The UK property market is experiencing weak trading conditions. However, despite property growth slowing down as a result of Brexit negotiations, it is predicted that prices will rise across the region in 2019 according to property developer GIHLondon. The UK economy is predicted to grow 1.7 percent in 2019, up from 1.3 percent in 2018 (Jones Lang LaSelle’s UK Market Report, 2019). We believe that the UK will remain a preferred destination for global capital in 2019 and the political uncertainty isn’t driving international investors away but rather investors are taking a longer-term view. “Throughout 2017 and 2018, investment volumes surprised on the upside and the UK has maintained its resilience”, comments Alistair Meadows, JLL’s Head of UK Capital Markets.
A report concluded by the Royal Institution of Chartered Surveyors (RICS) on the forecast for Residential Housing in the UK does not expect to see too much change in the UK property market for 2019 and anticipates rental growth to accelerate marginally as a result of the shortage of homes to rent. The main problem facing the UK market is the lack of supply relative to the rise in population. This growing demand for housing will continue to support house price growth in the medium to long term (JLL UK Market Report, 2019).
UK Property Market Predictions:
JLL estimates property prices across the UK to grow by 11.4 percent in the next five years, provided a deal with the EU is reached. Additionally, Savills has an optimistic view and is forecasting that UK property prices will rise 14.8 percent from 2019-2023, though there will be substantial regional disparity. RICS has a more conservative outlook and predict that prices will grow by one percent in 2019, although surveyors believe that uncertainty around Brexit is likely to impact the UK property market well into next year. Cluttons, the London-based firm of chartered surveyors and property consultants, has a less optimistic view and expects the London residential property market to fall a further 10 percent before prices start to improve in a year to 18 months’ time.

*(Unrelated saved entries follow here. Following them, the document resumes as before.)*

//! The output sink fragments compile into.

use crate::engine::{Engine, EngineOptions};
use crate::error::{SqlError, SqlResult};
use crate::fragment::{Arg, Fragment, Parens};
use crate::param::ParamList;
use crate::value::Value;

/// Accumulates SQL text and parameters while a fragment tree is compiled.
///
/// One builder belongs to exactly one compile call. Parameters are named
/// `<prefix><n>` where `n` only ever grows, so names are unique within the
/// compiled statement and follow the order in which values were reached.
#[must_use]
pub struct QueryBuilder<'e> {
    engine: &'e dyn Engine,
    sql: String,
    params: ParamList,
}

impl<'e> QueryBuilder<'e> {
    /// Create an empty builder for the given engine.
    pub fn new(engine: &'e dyn Engine) -> Self {
        Self {
            engine,
            sql: String::new(),
            params: ParamList::new(),
        }
    }

    /// The engine this builder compiles for.
    pub fn engine(&self) -> &'e dyn Engine {
        self.engine
    }

    /// Shortcut for `engine().options()`.
    pub fn options(&self) -> &'e EngineOptions {
        self.engine.options()
    }

    /// Fail with a clause-not-supported error unless `supported` holds.
    pub fn require(&self, supported: bool, clause: &'static str) -> SqlResult<()> {
        if supported {
            Ok(())
        } else {
            Err(SqlError::not_supported(self.engine.name(), clause))
        }
    }

    /// Append raw SQL.
    pub fn write(&mut self, sql: &str) -> &mut Self {
        self.sql.push_str(sql);
        self
    }

    /// Append an identifier, escaping each dotted segment.
    pub fn write_name(&mut self, name: &str) -> &mut Self {
        self.engine.write_name(name, &mut self.sql);
        self
    }

    /// Append a single identifier segment, escaped as a whole.
    pub fn write_name_part(&mut self, name: &str) -> &mut Self {
        self.options().name_quote.write_part(name, &mut self.sql);
        self
    }

    /// Register a parameter and return its name without writing it.
    pub fn add_parameter(&mut self, value: Value) -> String {
        let engine = self.engine;
        let prefix = &engine.options().parameter_prefix;
        self.params.push(prefix, value).to_string()
    }

    /// Append a value.
    ///
    /// Fragments are compiled in place under `parens`; NULL is written inline;
    /// every other value becomes a parameter placeholder.
    pub fn write_value(&mut self, value: &Arg, parens: Parens) -> SqlResult<&mut Self> {
        match value {
            Arg::Fragment(f) => self.write_fragment(f.as_ref(), parens),
            Arg::Value(Value::Null) => Ok(self.write("NULL")),
            Arg::Value(v) => {
                let name = self.add_parameter(v.clone());
                Ok(self.write(&name))
            }
        }
    }

    /// Compile a nested fragment, wrapping it when `parens` says so.
    pub fn write_fragment(&mut self, fragment: &dyn Fragment, parens: Parens) -> SqlResult<&mut Self> {
        if parens.wraps(fragment.precedence()) {
            self.sql.push('(');
            fragment.compile(self)?;
            self.sql.push(')');
        } else {
            fragment.compile(self)?;
        }
        Ok(self)
    }

    /// Run `f` and return the text it wrote instead of keeping it in place.
    ///
    /// Parameters registered by `f` stay registered, so this is how a node
    /// writes clauses in a different order than it numbers their values.
    pub fn capture<F>(&mut self, f: F) -> SqlResult<String>
    where
        F: FnOnce(&mut Self) -> SqlResult<()>,
    {
        let start = self.sql.len();
        f(&mut *self)?;
        Ok(self.sql.split_off(start))
    }

    /// Drop the last `n` bytes of text (used to strip trailing separators).
    pub fn remove_last(&mut self, n: usize) -> &mut Self {
        let mut end = self.sql.len().saturating_sub(n);
        while end > 0 && !self.sql.is_char_boundary(end) {
            end -= 1;
        }
        self.sql.truncate(end);
        self
    }

    /// Whether the text written so far ends with `suffix`.
    pub fn ends_with(&self, suffix: &str) -> bool {
        self.sql.ends_with(suffix)
    }

    /// SQL written so far.
    pub fn sql(&self) -> &str {
        &self.sql
    }

    /// Parameters registered so far.
    pub fn params(&self) -> &ParamList {
        &self.params
    }

    /// Consume the builder into the final result.
    pub fn finish(self) -> QueryResult {
        QueryResult {
            sql: self.sql,
            params: self.params,
        }
    }
}

/// Compiled SQL plus its ordered parameters.
#[derive(Debug, Clone, PartialEq)]
pub struct QueryResult {
    pub sql: String,
    pub params: ParamList,
}

impl QueryResult {
    /// Parameter value by name (`@p0`, ...).
    pub fn param(&self, name: &str) -> Option<&Value> {
        self.params.get(name)
    }
}

/// Compile any fragment against an engine.
pub fn compile_fragment(fragment: &dyn Fragment, engine: &dyn Engine) -> SqlResult<QueryResult> {
    let mut builder = QueryBuilder::new(engine);
    let result = fragment.compile(&mut builder).map(|()| builder.finish());

    #[cfg(feature = "tracing")]
    if let Some(trace) = engine.trace() {
        match &result {
            Ok(compiled) => trace.emit_compiled(engine.name(), compiled),
            Err(err) => trace.emit_failed(engine.name(), err),
        }
    }

    result
}

#[cfg(test)]
mod tests {
    use super::*;
    use crate::engine::Dialect;
    use crate::fragments::Column;

    #[test]
    fn values_become_numbered_parameters() {
        let engine = Dialect::sqlserver();
        let mut b = QueryBuilder::new(&engine);
        b.write_value(&Arg::from(10), Parens::Never).unwrap();
        b.write(", ");
        b.write_value(&Arg::from("x"), Parens::Never).unwrap();
        let result = b.finish();
        assert_eq!(result.sql, "@p0, @p1");
        assert_eq!(result.param("@p0"), Some(&Value::Int(10)));
        assert_eq!(result.param("@p1"), Some(&Value::Text("x".into())));
    }

    #[test]
    fn null_is_inlined() {
        let engine = Dialect::postgres();
        let mut b = QueryBuilder::new(&engine);
        b.write_value(&Arg::Value(Value::Null), Parens::Never).unwrap();
        let result = b.finish();
        assert_eq!(result.sql, "NULL");
        assert!(result.params.is_empty());
    }

    #[test]
    fn write_name_escapes_segments() {
        let engine = Dialect::sqlserver();
        let mut b = QueryBuilder::new(&engine);
        b.write_name("dbo.users");
        assert_eq!(b.sql(), "[dbo].[users]");
    }

    #[test]
    fn remove_last_strips_separator() {
        let engine = Dialect::postgres();
        let mut b = QueryBuilder::new(&engine);
        b.write("a, b, ").remove_last(2);
        assert_eq!(b.sql(), "a, b");
        b.remove_last(100);
        assert_eq!(b.sql(), "");
    }

    #[test]
    fn capture_keeps_parameters() {
        let engine = Dialect::postgres();
        let mut b = QueryBuilder::new(&engine);
        let text = b
            .capture(|b| b.write_value(&Arg::from(5), Parens::Never).map(|_| ()))
            .unwrap();
        assert_eq!(text, "@p0");
        assert_eq!(b.sql(), "");
        assert_eq!(b.params().len(), 1);
    }

    #[test]
    fn fragments_compile_in_place() {
        let engine = Dialect::postgres();
        let col = Arg::from(Column::new("name"));
        let mut b = QueryBuilder::new(&engine);
        b.write_value(&col, Parens::Always).unwrap();
        assert_eq!(b.sql(), r#"("name")"#);
    }
}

Bath Property Market Performance:
Despite the political uncertainty in the wider UK market, properties in Bath continue to experience robust, positive capital growth. This resilient performance is fuelled by a number of factors, among them: the influx of Londoners fleeing the high housing prices, the growing demand for student housing in the area, and the emerging Airbnb trend offering investors attractive returns. In particular, apartments ranging from £250k to £400k continue to outperform the more expensive investment options as investors are seeking to secure smaller, high quality apartments in prime locations within the elegant landscape of Bath.
As one can see from the various UK property market predictions stated previously, it’s difficult to forecast the outcome of Brexit and the UK’s future relationship with the EU, which makes understanding the effect it will have even more challenging. Figure 1 below illustrates the various possible outcomes of Brexit depending on the circumstances under which it will occur. However, no one definitively knows what the outcome of Brexit is going to be and only time will tell. Nevertheless, properties in Bath offer a robust income-producing investment during this uncertain time. The UK market offers an opportunity for patient investors to take advantage of sellers needing capital who are open to accepting lower price offers from buyers where this uncertainty exists.
Figure 1: Property downturns compared: will Brexit trigger another one?
In our view money supply and interest rate accommodation by the Bank of England will be timed to support the market ensuring that property prices outside of London, which has experienced bubble-like growth during the 10 years to 2015, will probably be fairly stable with growth resulting from a shortage in supply. We expect the £200k – £400k Bath City areas to continue to outperform.